Dans la mesure où la sociolinguistique est investie en tant que domaine à visée de changement social et où les politiques d’une « science avec et pour la société »1 redéfinissent les fondements de la recherche, une question d’actualité concerne la visibilisation de la sociolinguistique. En quoi contribuons-nous à produire une recherche visible, c’est-à-dire une recherche que le plus grand nombre peut voir, lire, comprendre, utiliser ? La vulgarisation, qui se fait généralement par le biais de conférences, d’articles ou de livres de synthèse évolue rapidement. La dynamique science et art émerge, à la fois, comme une nouvelle forme de construction du savoir et de restitution (Amilhat-Szary, 2016).
Ainsi que le souligne le titre d’une tribune journalistique, « L’image, le verbe du 21e siècle », est non seulement incontournable dans nos pratiques quotidiennes mais également structurante dans nos rapports aux langues, aux autres, à soi. Or, en l’état, quelles images matérielles donnent à voir les actions-interventions menées en sociolinguistique? Qui s’y reconnaît et s’y projette ? Voit-on les groupes sociaux visés en premier lieu, par exemple, par la valorisation de la diversité linguistique ou encore par la sensibilisation à l’insécurité linguistique ? À qui profitent les habitudes d’actions-interventions en sociolinguistique ?

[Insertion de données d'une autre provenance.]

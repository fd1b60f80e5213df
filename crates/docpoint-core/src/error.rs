//! Error types for the docpoint-core library.

use thiserror::Error;

/// Main error type for the docpoint library.
#[derive(Error, Debug)]
pub enum DocpointError {
    /// PDF processing error.
    #[error("PDF error: {0}")]
    Pdf(#[from] PdfError),

    /// Recognizer lexicon could not be loaded.
    #[error("recognizer error: {0}")]
    Recognizer(String),

    /// I/O error.
    #[error("I/O error: {0}")]
    Io(#[from] std::io::Error),

    /// Configuration error.
    #[error("configuration error: {0}")]
    Config(String),
}

/// Errors related to PDF processing.
#[derive(Error, Debug)]
pub enum PdfError {
    /// Failed to open/parse the PDF payload.
    #[error("failed to parse PDF: {0}")]
    Parse(String),

    /// Failed to extract text from the PDF.
    #[error("failed to extract text: {0}")]
    TextExtraction(String),

    /// The PDF is encrypted and the empty password does not open it.
    #[error("PDF is encrypted")]
    Encrypted,

    /// The PDF has no pages.
    #[error("PDF has no pages")]
    NoPages,
}

/// Result type for the docpoint library.
pub type Result<T> = std::result::Result<T, DocpointError>;
//! Error types for the HTTP API.

use axum::{
    Json,
    extract::rejection::JsonRejection,
    http::StatusCode,
    response::{IntoResponse, Response},
};
use serde::Serialize;
use thiserror::Error;

/// API result type.
pub type Result<T> = std::result::Result<T, ApiError>;

/// API error type.
#[derive(Error, Debug)]
pub enum ApiError {
    /// The request payload failed validation (bad or empty base64).
    #[error("Bad request: {0}")]
    BadRequest(String),

    /// The document could not be processed.
    #[error("Unprocessable: {0}")]
    Unprocessable(String),

    /// The JSON body was rejected before reaching the handler.
    #[error("Invalid body: {0}")]
    InvalidBody(#[from] JsonRejection),

    #[error("Internal error: {0}")]
    Internal(String),
}

/// Error response body.
#[derive(Serialize)]
struct ErrorResponse {
    detail: String,
}

impl IntoResponse for ApiError {
    fn into_response(self) -> Response {
        let (status, detail) = match self {
            ApiError::BadRequest(msg) => (StatusCode::BAD_REQUEST, msg),
            ApiError::Unprocessable(msg) => {
                tracing::warn!("Extraction failed: {}", msg);
                (StatusCode::UNPROCESSABLE_ENTITY, msg)
            }
            ApiError::InvalidBody(rejection) => (rejection.status(), rejection.body_text()),
            ApiError::Internal(msg) => {
                tracing::error!("Internal error: {}", msg);
                (
                    StatusCode::INTERNAL_SERVER_ERROR,
                    "An internal error occurred".to_string(),
                )
            }
        };

        (status, Json(ErrorResponse { detail })).into_response()
    }
}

Nous visons moins à traiter la question de « restitution » de la recherche que de développer une approche iconographique de la sociolinguistique. La finalité de cette « sociolinguistique visuelle » (Razafimandimbimanana, 2014) est de rendre les résultats de la recherche davantage accessibles en allant du côté de l’activisme visuel, mouvement de critique sociale particulièrement engagée dans la lutte contre le racisme, le colonialisme et le sexisme (Mirzoeff, 2023). Pareillement, ce que nous appelons « image engagée » a pour fonction d’être socialement agissante, marquante et provoquante avec la conception et l’affichage d’images engagées. Elle a donc pour destinée d’être publiquement affichée.